Spain was the country with the largest number of overseas workers registered in Edinburgh last year (5110), closely followed by Poland (5080), then Italy (3280), India (2200) and France (1690).

Edinburgh accounted for 55 per cent of all Spanish overseas workers registered in Scotland, but only 19 per cent of Poles.

Overseas workers registrations to Edinburgh more than doubled in Italy, Romania, and Bulgaria between 2011-13 and 2014-16.

The Capital’s child population increased by 11.4 per cent, compared with a fall of 1.1 per cent for Scotland as a whole.
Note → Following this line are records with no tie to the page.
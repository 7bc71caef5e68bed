use serde::{Deserialize, Serialize};
use std::path::Path;
use anyhow::Context;
use tracing::warn;

use crate::greeter::{check_name, NameValidation};

/// Job and StepDef with Serialize + Deserialize so we can read & write YAML
#[derive(Debug, Deserialize, Serialize, Clone)]
pub struct Job {
    pub name: Option<String>,
    #[serde(with = "serde_yaml::with::singleton_map_recursive")]
    pub steps: Vec<StepDef>,
}

/// One step of a job. Steps are tagged by kind in the YAML:
///
/// ```yaml
/// steps:
///   - say_hello:
///       name: Jesse
///   - count_greetings:
///       name: Jesse
///       body:
///         - say_hello:
///             name: Jesse
///             use_french: true
///   - sh:
///       run: echo done
/// ```
#[derive(Debug, Deserialize, Serialize, Clone)]
#[serde(rename_all = "snake_case")]
pub enum StepDef {
    SayHello {
        name: String,
        #[serde(default)]
        use_french: bool,
    },
    CountGreetings {
        name: String,
        body: Vec<StepDef>,
    },
    Sh {
        run: String,
    },
}

/// Load YAML file into Job
pub fn load_job(path: &Path) -> anyhow::Result<Job> {
    let content = std::fs::read_to_string(path).with_context(|| format!("failed to read {:?}", path))?;
    let job: Job = serde_yaml::from_str(&content).with_context(|| format!("failed to parse YAML {:?}", path))?;
    Ok(job)
}

/// Validate names before anything runs: an empty name aborts the job, a short
/// name only logs a warning.
pub fn validate_job(job: &Job) -> anyhow::Result<()> {
    validate_steps(&job.steps)
}

fn validate_steps(steps: &[StepDef]) -> anyhow::Result<()> {
    for step in steps {
        match step {
            StepDef::SayHello { name, .. } => checked_name(name)?,
            StepDef::CountGreetings { name, body } => {
                checked_name(name)?;
                validate_steps(body)?;
            }
            StepDef::Sh { run } => {
                if run.trim().is_empty() {
                    anyhow::bail!("sh step has an empty command");
                }
            }
        }
    }
    Ok(())
}

fn checked_name(name: &str) -> anyhow::Result<()> {
    match check_name(name) {
        NameValidation::Ok => Ok(()),
        NameValidation::Warning(msg) => {
            warn!("name {:?}: {}", name, msg);
            Ok(())
        }
        NameValidation::Error(msg) => anyhow::bail!("invalid step name {:?}: {}", name, msg),
    }
}

/// Helper: validate job file path (for main)
pub fn validate_job_file(path: &Path) -> anyhow::Result<()> {
    let job = load_job(path)?;
    validate_job(&job)?;
    println!("Job '{}' validated", job.name.clone().unwrap_or_else(|| "<unnamed>".to_string()));
    Ok(())
}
The document shows a total of 29,750 pupils in the Capital’s council-run primary schools; 18,150 in council secondary schools; 11,030 in independent schools, 630 in special schools and 10,320 receiving publicly-funded early learning and childcare.

Almond ward, which includes Queensferry, Kirkliston and Cramond, has the largest number of school pupils (4600), with Pentland Hills, Liberton/Gilmerton and Portobello/Craigmillar also over 4000. City Centre ward had the fewest at 950, followed by Fountainbridge/Craiglockhart at 1390.

Some 93 per cent of Edinburgh school leavers went on to “positive destinations” - education or employment - in 2016, a big improvement on the 88 per cent recorded in 2012. Last year 36.5 per cent went into higher education; 30 per cent got jobs; and 22 per cent to further education.

The city has the highest proportion of the workforce educated to degree level out of major UK cities - 55.1 per cent, compared with second-placed London on 52.1 per cent and last-placed Bradford on 23.9 per cent. A total of 80,700 students were enrolled in further or higher education in Edinburgh in 2016.

The Capital was second only to Manchester among major UK cities in the number of students per 1000 population.